Shakespeare once more established the essential structure of the play, by writing the whole of the first act and parts of the final three acts; he may also have gone over the completed work, rephrasing and augmenting as he saw fit. It is a reworking of “The Knight’s Tale” from Geoffrey Chaucer’s The Canterbury Tales; characteristically Shakespeare takes a more ritualistic, and Fletcher a more naturalistic, attitude towards the original source. The fact that it was not included in the Folio edition of Shakespeare’s plays may suggest that it was considered to be a company, rather than an individual, play. All Is True had escaped that fate by being the culmination of a long sequence of history plays already accredited to Shakespeare.
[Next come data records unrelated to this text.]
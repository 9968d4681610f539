//! Translate Anthropic Messages API requests into OpenAI Chat Completions requests.
//!
//! Every Anthropic message maps to exactly one backend message whose content
//! is the flattened text of the original. A system prompt becomes a leading
//! `system`-role message.

use super::anthropic_types::MessagesRequest;
use super::content::flatten_content;
use super::openai_types::{ChatCompletionRequest, ChatMessage};
use crate::models::ModelMap;

/// Translate an Anthropic Messages API request into an OpenAI Chat Completions request.
/// Pure function: takes the request + model table, returns the translated request.
///
/// `stream` is always `false` on the way out; streaming is not relayed.
pub fn anthropic_to_openai(req: &MessagesRequest, models: &ModelMap) -> ChatCompletionRequest {
    let mut messages = Vec::with_capacity(req.messages.len() + 1);

    let system = flatten_content(req.system.as_ref());
    if !system.is_empty() {
        messages.push(ChatMessage {
            role: "system".to_string(),
            content: system,
        });
    }

    messages.extend(req.messages.iter().map(|msg| ChatMessage {
        role: msg.role.clone(),
        content: flatten_content(msg.content.as_ref()),
    }));

    ChatCompletionRequest {
        model: models.resolve(&req.model).to_string(),
        messages,
        max_tokens: req.max_tokens.clone(),
        temperature: req.temperature.clone(),
        stream: false,
    }
}

#[cfg(test)]
mod tests {
    use super::*;
    use serde_json::json;

    fn parse(value: serde_json::Value) -> MessagesRequest {
        serde_json::from_value(value).unwrap()
    }

    #[test]
    fn test_system_prompt_prepended() {
        let req = parse(json!({
            "model": "claude-haiku-4-5",
            "system": "be terse",
            "messages": [{ "role": "user", "content": "hi" }]
        }));

        let result = anthropic_to_openai(&req, &ModelMap::default());

        assert_eq!(
            serde_json::to_value(&result.messages).unwrap(),
            json!([
                { "role": "system", "content": "be terse" },
                { "role": "user", "content": "hi" }
            ])
        );
    }

    #[test]
    fn test_empty_system_prompt_is_skipped() {
        let req = parse(json!({
            "system": "",
            "messages": [{ "role": "user", "content": "hi" }]
        }));

        let result = anthropic_to_openai(&req, &ModelMap::default());
        assert_eq!(result.messages.len(), 1);
        assert_eq!(result.messages[0].role, "user");
    }

    #[test]
    fn test_system_blocks_are_flattened() {
        let req = parse(json!({
            "system": [
                { "type": "text", "text": "You are Claude Code." },
                { "type": "text", "text": "Be concise." }
            ],
            "messages": []
        }));

        let result = anthropic_to_openai(&req, &ModelMap::default());
        assert_eq!(result.messages[0].role, "system");
        assert_eq!(result.messages[0].content, "You are Claude Code.\nBe concise.");
    }

    #[test]
    fn test_model_resolved_and_params_pass_through() {
        let req = parse(json!({
            "model": "claude-haiku-4-5-20250514",
            "max_tokens": 256,
            "temperature": 0.1,
            "messages": [{ "role": "user", "content": "hi" }]
        }));

        let result = anthropic_to_openai(&req, &ModelMap::default());

        assert_eq!(result.model, "claude-haiku-4-5:latest");
        assert_eq!(result.max_tokens, json!(256));
        assert_eq!(result.temperature, json!(0.1));
    }

    #[test]
    fn test_out_of_range_params_are_forwarded_unchanged() {
        let req = parse(json!({
            "max_tokens": -1,
            "temperature": 9.5,
            "messages": [{ "role": "user", "content": "hi" }]
        }));
        let result = anthropic_to_openai(&req, &ModelMap::default());
        assert_eq!(result.max_tokens, json!(-1));
        assert_eq!(result.temperature, json!(9.5));

        let req = parse(json!({
            "max_tokens": 100.0,
            "temperature": null,
            "messages": []
        }));
        let result = anthropic_to_openai(&req, &ModelMap::default());
        let sent = serde_json::to_value(&result).unwrap();
        assert_eq!(sent["max_tokens"], json!(100.0));
        assert_eq!(sent["temperature"], serde_json::Value::Null);
    }

    #[test]
    fn test_defaults_are_forwarded() {
        let req = parse(json!({ "messages": [{ "role": "user", "content": "hi" }] }));

        let result = anthropic_to_openai(&req, &ModelMap::default());

        assert_eq!(result.model, "claude-haiku-4-5:latest");
        assert_eq!(result.max_tokens, json!(4096));
        assert_eq!(result.temperature, json!(0.7));
    }

    #[test]
    fn test_stream_is_always_disabled() {
        let req = parse(json!({
            "stream": true,
            "messages": [{ "role": "user", "content": "hi" }]
        }));

        let result = anthropic_to_openai(&req, &ModelMap::default());
        assert!(!result.stream);
    }

    #[test]
    fn test_unmapped_model_passes_through() {
        let req = parse(json!({
            "model": "some-unknown-model",
            "messages": [{ "role": "user", "content": "hi" }]
        }));

        let result = anthropic_to_openai(&req, &ModelMap::default());
        assert_eq!(result.model, "some-unknown-model");
    }

    #[test]
    fn test_roles_and_order_preserved() {
        let req = parse(json!({
            "messages": [
                { "role": "user", "content": [{ "type": "text", "text": "q1" }] },
                { "role": "assistant", "content": "a1" },
                { "role": "user", "content": [
                    { "type": "tool_result", "tool_use_id": "toolu_1", "content": "42" },
                    { "type": "text", "text": "q2" }
                ] },
                { "role": "developer" }
            ]
        }));

        let result = anthropic_to_openai(&req, &ModelMap::default());

        let pairs: Vec<(&str, &str)> = result
            .messages
            .iter()
            .map(|m| (m.role.as_str(), m.content.as_str()))
            .collect();
        assert_eq!(
            pairs,
            vec![
                ("user", "q1"),
                ("assistant", "a1"),
                ("user", "q2"),
                ("developer", ""),
            ]
        );
    }
}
Two of Shakespeare’s most alert and astute interpreters, however, found the signs that he had inhabited Two Noble Kinsmen all but overwhelming. Charles Lamb noted of its Shakespearian passages that he “mingles everything, he runs line into line, embarrasses sentences and metaphors: before one idea has burst its shell, another is hatched and clamorous for discourse.”4 Schlegel, writing on the same play, considered its “brevity and fullness of thought bordering on obscurity.”5 There are occasions when meaning seems to run away from him, losing itself among a plethora of rich phrases, and there are occasions when the language is pushed to extremity (I.i.129-31):

But touch the ground for us no longer time
Then a Doves motion, when the head’s pluckt off:
Tell him if he i’th blood cizd field, lay swolne
Showing the Sun his Teeth; grinning at the Moone
What you would doe.

There are lines that seem purely Shakespearian, as when one queen speaks of her humble suit as (I.i. 184-5):

Wrinching our holy begging in our eyes
To make petition cleere.

There are times when the syntax is very complicated indeed, seeming to express the concept of difficulty itself. And there are occasions when Shakespeare seems to rebuke his own contorted prolixity. He had forged so supple and subtle a medium that, effectively, he could do as he liked with it. So it is perhaps worth quoting the last lines of the play, delivered as customary by the most well-born of the remaining characters on the stage. They are the words of Theseus, Duke of Athens, and they have some claim to being the last that Shakespeare ever wrote for the stage (2780-6):

O you heavenly Charmers,
What things you make of us? For what we lacke
We laugh, for what we have, are sorry, still
Are children in some kind. Let us be thankefull
For that which is, and with you leave dispute
That are above our question: Let’s goe off,
And beare us like the time.

In retrospect this may seem a fitting epitaph for Shakespeare’s career, with its resolution and its stoicism, its subdued gaiety and its sense of transcendence.